Colorado State Board of Pharmacy Legislation Update: Modifications to the Electronic Prescription Drug Monitoring Program

HB14-1283 – Modify Prescription Drug Monitoring Program

HB14-1283 makes the following modifications to the electronic prescription drug monitoring program:

  • The dissemination of automatic reports to prescribers and pharmacies when a patient meets a defined threshold that takes into account the number of prescribers and pharmacies visited within a certain timeframe.

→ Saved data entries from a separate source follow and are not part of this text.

use serde_json::Value;

use crate::config::{InvokeBinding, MessageBinding, MessageEvent};
use crate::context::{BuildContext, ConfigPatch};
use crate::shell::NativeHandle;

/// Inbound process-message binder.
///
/// Every binding registered here is scoped to the window being defined:
/// the controller gates dispatch on the sender's native id, so a message
/// arriving on the same channel from a different window never reaches
/// these callbacks.
///
/// ```rust,ignore
/// IpcChannel::new(ctx)
///     .on("note:save", |_msg, _win, payload| {
///         persist(payload)?;
///         Ok(())
///     })
///     .handle("note:list", |_msg, _win, _payload| Ok(load_notes()?));
/// ```
pub struct IpcChannel<'a> {
    ctx: &'a BuildContext,
}

impl<'a> IpcChannel<'a> {
    pub fn new(ctx: &'a BuildContext) -> Self {
        Self { ctx }
    }

    /// Bind a fire-and-forget message handler. A returned `Err` is logged
    /// and swallowed at the dispatch boundary; the sender is not notified.
    pub fn on(
        self,
        channel: impl Into<String>,
        callback: impl FnMut(&MessageEvent, &NativeHandle, Value) -> anyhow::Result<()> + 'static,
    ) -> Self {
        self.ctx.update(ConfigPatch::message(MessageBinding {
            channel: channel.into(),
            callback: Box::new(callback),
        }));
        self
    }

    /// Bind a request/response handler. The returned value travels back to
    /// the remote caller; a returned `Err` is logged and re-raised to the
    /// transport so the caller's request fails visibly.
    pub fn handle(
        self,
        channel: impl Into<String>,
        callback: impl FnMut(&MessageEvent, &NativeHandle, Value) -> anyhow::Result<Value> + 'static,
    ) -> Self {
        self.ctx.update(ConfigPatch::invoke(InvokeBinding {
            channel: channel.into(),
            callback: Box::new(callback),
        }));
        self
    }
}
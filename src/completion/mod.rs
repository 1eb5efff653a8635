//! Completion detection: per-phase readiness metrics and the advance policy
//! applied when a phase worker reports its output is ready.

pub mod confidence;
pub mod detector;
pub mod policy;

pub use confidence::{estimate_confidence, parse_confidence, ConfidenceEstimator, EstimatorError};
pub use detector::{evaluate, milestones, DetectorError, Milestone, MilestoneDetector, ReadinessAnalyzer};
pub use policy::{AdvanceDecision, AdvancePolicy, ThresholdPolicy};

#[cfg(any(test, feature = "testing"))]
pub use confidence::MockConfidenceEstimator;

use std::collections::HashMap;
use std::sync::Arc;

use crate::config::CompletionConfig;
use crate::registry::PhaseStore;
use crate::workflow::Phase;

/// One checklist detector for each phase that has one
pub fn standard_detectors(
    store: Arc<dyn PhaseStore>,
    estimator: Option<Arc<dyn ConfidenceEstimator>>,
    config: &CompletionConfig,
) -> HashMap<Phase, Arc<dyn ReadinessAnalyzer>> {
    Phase::ALL
        .into_iter()
        .filter_map(|phase| {
            let detector = MilestoneDetector::new(phase, store.clone())
                .ok()?
                .with_default_confidence(config.default_confidence);
            let detector = match &estimator {
                Some(estimator) => detector.with_estimator(estimator.clone()),
                None => detector,
            };
            Some((phase, Arc::new(detector) as Arc<dyn ReadinessAnalyzer>))
        })
        .collect()
}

Reports will start in September 2014.
  • Allows a prescribing practitioner or a pharmacist to delegate authority to access the database to up to 3 designees acting for the practitioner or pharmacist, and requires each designee to register with the program under a sub-account of the practitioner or pharmacist. Delegated Access will start in January 2015.
  • Requires prescribing practitioners and pharmacists to register and create user accounts with the program by a deadline established by the Director of the Division of Professions and Occupations.Those deadlines are:
  • Pharmacists and DEA-registered Advanced Practice Nurses: September 30, 2014
  • DEA-registered Dentists, Veterinarians, Optometrists and Podiatrists: October 31, 2014
  • DEA-registered Medical Board licensees: November 30, 2014
  • Allows the Colorado Department of Public Health and Environment (CDPHE) to access data from the PDMP for public health research. CDPHE access will begin in the Fall 2014.
  • Allows an out-of-state pharmacist to obtain Colorado PDMP data in connection with a current patient to whom the pharmacist is dispensing a controlled substance or is providing clinical patient care services. This ability to obtain such data is already available.
  • Adds individual pharmacies as an eligible subject for information requests by law enforcement officials if the request for information is accompanied by a court order or subpoena beginning immediately.
  • Allows federally owned and operated pharmacies to submit data to the database beginning immediately.
  • Authorizes the executive director of the department of regulatory agencies to create a prescription drug monitoring program task force, or to request assistance from the team assembled by the governor’s office to develop a plan to reduce prescription drug abuse, to study the program and make recommendations to the executive director on ways to ensure that the program is effective at reducing prescription drug abuse and misuse. The Executive Director has requested the Governor’s Consortium for Prescription Drug Abuse serve as the taskforce.

Together, these modifications to the PDMP will require updating the online PDMP system and notifying prescribers and dispensers as well as those who receive delegated access to the PDMP of the provisions of this bill.